Шрифт:
Интервал:
Закладка:
Почти все балы без исключения были благотворительными: на них собирались немалые средства в пользу нуждающихся, будь то неимущие студенты, инвалиды, журналисты или художники…
Коль скоро речь зашла о художниках, расскажу одну историю.
В конце 1960-х годов мне довелось попасть в запасники саратовского Художественного музея. Там на меня произвела сильное впечатление картина Николая гущина «Автопортрет (Взгляд в себя)». На темпом, мрачном фоне изображены какие-то сказочные чудовища и вполне реальные хищники, в углу картины суровое, изборожденное морщинами мужское лицо. Лицо человека, которому довелось много пережить и перестрадать…
Я пыталась что-то узнать об этом художнике, и из скупых сведений сложилась неполная мозаика жизни человека, который странствовал по миру, был талантлив и одинок, а в 1947 году приехал в Саратов, где и умер в бедности и забвении.
В книге Г. В. Мелихова есть рассказ о харбинском поэте Сергее Алымове, авторе популярных песен, среди которых «Вася-Василек» и «По долинам и по взгорьям…». Алымов перепробовал в жизни множество профессий: был артистом варьете, цирковым борцом, редактором, издателем, грузчиком, разнорабочим. Высокий, красивый, с большими татарскими темными глазами, он обладал удивительным обаянием и притягательностью.

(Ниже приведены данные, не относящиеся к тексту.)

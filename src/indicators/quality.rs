//! Quality indicators against a known Pareto front.

use super::front::{max_values, min_values, normalize, read_front, Front};
use super::metrics;
use super::wfg::WfgHypervolume;
use crate::core::SolutionSet;
use crate::error::{MoeaError, Result};
use std::path::Path;

/// Scores approximation fronts against a stored true Pareto front.
///
/// Every indicator first normalizes both the candidate and the true
/// front with the true front's per-objective minimum and maximum, then
/// applies its metric in the unit box.
///
/// # Examples
///
/// ```
/// use u_moea::core::{Solution, SolutionSet};
/// use u_moea::indicators::QualityIndicator;
///
/// let truth = vec![vec![0.0, 1.0], vec![0.5, 0.5], vec![1.0, 0.0]];
/// let qi = QualityIndicator::new(truth).unwrap();
///
/// let front: SolutionSet = vec![
///     Solution::from_objectives(vec![0.0, 1.0]),
///     Solution::from_objectives(vec![1.0, 0.0]),
/// ].into();
/// assert_eq!(qi.gd(&front), 0.0);
/// assert!(qi.igd(&front) > 0.0);
/// ```
#[derive(Debug, Clone)]
pub struct QualityIndicator {
    true_front: Vec<Vec<f64>>,
    min: Vec<f64>,
    max: Vec<f64>,
    normalized_true_front: Vec<Vec<f64>>,
    true_front_hypervolume: f64,
}

impl QualityIndicator {
    /// Builds an indicator from the true front's objective vectors.
    pub fn new(true_front: Vec<Vec<f64>>) -> Result<Self> {
        let Some(first) = true_front.first() else {
            return Err(MoeaError::InvalidConfig("true Pareto front is empty".into()));
        };
        let m = first.len();
        if true_front.iter().any(|p| p.len() != m) {
            return Err(MoeaError::Parse(
                "true Pareto front rows differ in length".into(),
            ));
        }
        let min = min_values(&true_front, m);
        let max = max_values(&true_front, m);
        let normalized_true_front = normalize(&true_front, &min, &max);
        let true_front_hypervolume = unit_hypervolume(&normalized_true_front, m);
        Ok(Self {
            true_front,
            min,
            max,
            normalized_true_front,
            true_front_hypervolume,
        })
    }

    /// Loads the true front from a whitespace-separated text file.
    pub fn from_file<P: AsRef<Path>>(path: P) -> Result<Self> {
        Self::new(read_front(path)?)
    }

    /// The true front as given.
    pub fn true_front(&self) -> &[Vec<f64>] {
        &self.true_front
    }

    /// Hypervolume of the normalized true front (cached).
    pub fn true_front_hypervolume(&self) -> f64 {
        self.true_front_hypervolume
    }

    /// Hypervolume of the normalized front against reference `(1, …, 1)`.
    pub fn hypervolume(&self, set: &SolutionSet) -> f64 {
        unit_hypervolume(&self.normalized(set), self.min.len())
    }

    /// Generational distance of the normalized front.
    pub fn gd(&self, set: &SolutionSet) -> f64 {
        metrics::generational_distance(&self.normalized(set), &self.normalized_true_front)
    }

    /// Inverted generational distance of the normalized front.
    pub fn igd(&self, set: &SolutionSet) -> f64 {
        metrics::inverted_generational_distance(&self.normalized(set), &self.normalized_true_front)
    }

    /// Spread Δ of the normalized front.
    pub fn spread(&self, set: &SolutionSet) -> f64 {
        metrics::spread(&self.normalized(set), &self.normalized_true_front)
    }

    /// Additive ε of the normalized front.
    pub fn epsilon(&self, set: &SolutionSet) -> f64 {
        metrics::additive_epsilon(&self.normalized(set), &self.normalized_true_front)
    }

    fn normalized(&self, set: &SolutionSet) -> Vec<Vec<f64>> {
        normalize(&set.objectives_matrix(), &self.min, &self.max)
    }
}

fn unit_hypervolume(front: &[Vec<f64>], dimensions: usize) -> f64 {
    WfgHypervolume::new(vec![1.0; dimensions]).compute(&Front::from_matrix(front.to_vec()))
}

#[cfg(test)]
mod tests {
    use super::*;
    use crate::core::Solution;

    fn truth() -> Vec<Vec<f64>> {
        (0..=10)
            .map(|i| {
                let t = i as f64 / 10.0;
                vec![2.0 * t, 4.0 * (1.0 - t)]
            })
            .collect()
    }

    fn set(rows: Vec<Vec<f64>>) -> SolutionSet {
        rows.into_iter().map(Solution::from_objectives).collect()
    }

    #[test]
    fn test_empty_true_front_rejected() {
        assert!(matches!(
            QualityIndicator::new(Vec::new()),
            Err(MoeaError::InvalidConfig(_))
        ));
    }

    #[test]
    fn test_ragged_true_front_rejected() {
        assert!(QualityIndicator::new(vec![vec![0.0, 1.0], vec![1.0]]).is_err());
    }

    #[test]
    fn test_true_front_scores_perfectly() {
        let qi = QualityIndicator::new(truth()).unwrap();
        let front = set(truth());
        assert_eq!(qi.gd(&front), 0.0);
        assert_eq!(qi.igd(&front), 0.0);
        assert_eq!(qi.epsilon(&front), 0.0);
        assert!((qi.hypervolume(&front) - qi.true_front_hypervolume()).abs() < 1e-12);
    }

    #[test]
    fn test_dominated_front_scores_worse() {
        let qi = QualityIndicator::new(truth()).unwrap();
        let shifted = set(truth().into_iter().map(|p| vec![p[0] + 0.2, p[1] + 0.4]).collect());
        assert!(qi.gd(&shifted) > 0.0);
        assert!(qi.epsilon(&shifted) > 0.09);
        assert!(qi.hypervolume(&shifted) < qi.true_front_hypervolume());
    }

    #[test]
    fn test_from_file_missing() {
        assert!(QualityIndicator::from_file("/no/such/front.pf").is_err());
    }
}
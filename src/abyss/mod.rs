//! Archive-Based hYbrid Scatter Search (AbYSS).
//!
//! A small population is split into two reference sets: RefSet1 keeps the
//! fittest solutions (SPEA2 fitness) and RefSet2 the most spread out ones
//! in decision space. Pairs from each set are recombined, improved by a
//! local search and offered back to the reference sets. Solutions that
//! cannot stay in a full RefSet1 go to a bounded crowding archive, which
//! is the result of the run. When the reference sets stop producing
//! offspring the population is rebuilt and the search restarts.
//!
//! # References
//!
//! - Nebro et al. (2008), "AbYSS: Adapting Scatter Search to Multiobjective
//!   Optimization"
//! - Zitzler, Laumanns & Thiele (2001), "SPEA2: Improving the Strength
//!   Pareto Evolutionary Algorithm"

mod config;
mod runner;

pub use config::AbyssConfig;
pub use runner::{AbyssResult, AbyssRunner, ScatterSearch};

В Харбине Сергей Яковлевич Алымов выпускал вместе с Е. С. Кауфманом газету «Рупор», с профессором Н. В. Устряловым — журнал «Окно», в 1920-е годы издал сборники стихов «Киоск нежности» и «Пьяное сердце», множество эссе, переводы стихов с китайского и японского, писал рецензии на спектакли, книги, выставки.
Но и это еще не все. Сергей Алымов создал в Харбине кафешантаны «Шантэклер», «Черная кошка», «Кабачок Богемы», в которых сам вел представления и выступал как артист — пел, танцевал… Он был первым в Харбине забиякой, скандалистом и даже дуэлянтом — в 1924 году просидел в харбинской тюрьме 20 дней за дуэль и заплатил немалый денежный штраф.
В газете «Рупор» Алымов был редактором литературной полосы. По словам Мелихова, он превратил газету «в зеркало артистической и литературной жизни Харбина». Свой «Кабачок Богемы» Сергей Яковлевич именовал «Литературно-художественным театром». «Вся богема у себя в кабачке! — возвещала реклама. — Вход бесплатный. Ресторан при театре И. Л. Хаиндрова открыт круглые сутки!»
Алымов был действительно фантастически одаренным человеком, ярчайшим представителем Серебряного века, русского модерна. В 1926 году Алымов вернулся в Россию, а спустя несколько лет харбинские газеты сообщили, что он находится в Соловецких лагерях. Однако ему удалось там уцелеть и дожить до освобождения. В апреле 1948 года Сергей Яковлевич умер в Москве.
Рассказывая об этой уникальной личности, Георгий Васильевич Мелихов пишет: «Его «Киоск нежности: Лирика женщины, изысканности и любви. Стихи» (обложка московского художника Н. Гущина). Харбин, 1920 — был встречен в Маньчжурии и Харбине восторженно. Алымов стал кумиром молодежи». Далее Мелихов пишет о том, что в 1921 году в Харбин приехал Давид Бурлюк, и продолжает: «В том же году была устроена выставка художника Н. Гущина. На выставку дал рецензию Сергей Алымов, назвав художника с присущей автору образностью «Коробейником красок»».
Упоминание о гущине вновь заставило меня пережить давнее саратовское впечатление, и я обратилась за помощью к известному искусствоведу Е. Водоносу, который любезно прислал мне фрагмент своих неопубликованных воспоминаний о Николае Михайловиче гущине.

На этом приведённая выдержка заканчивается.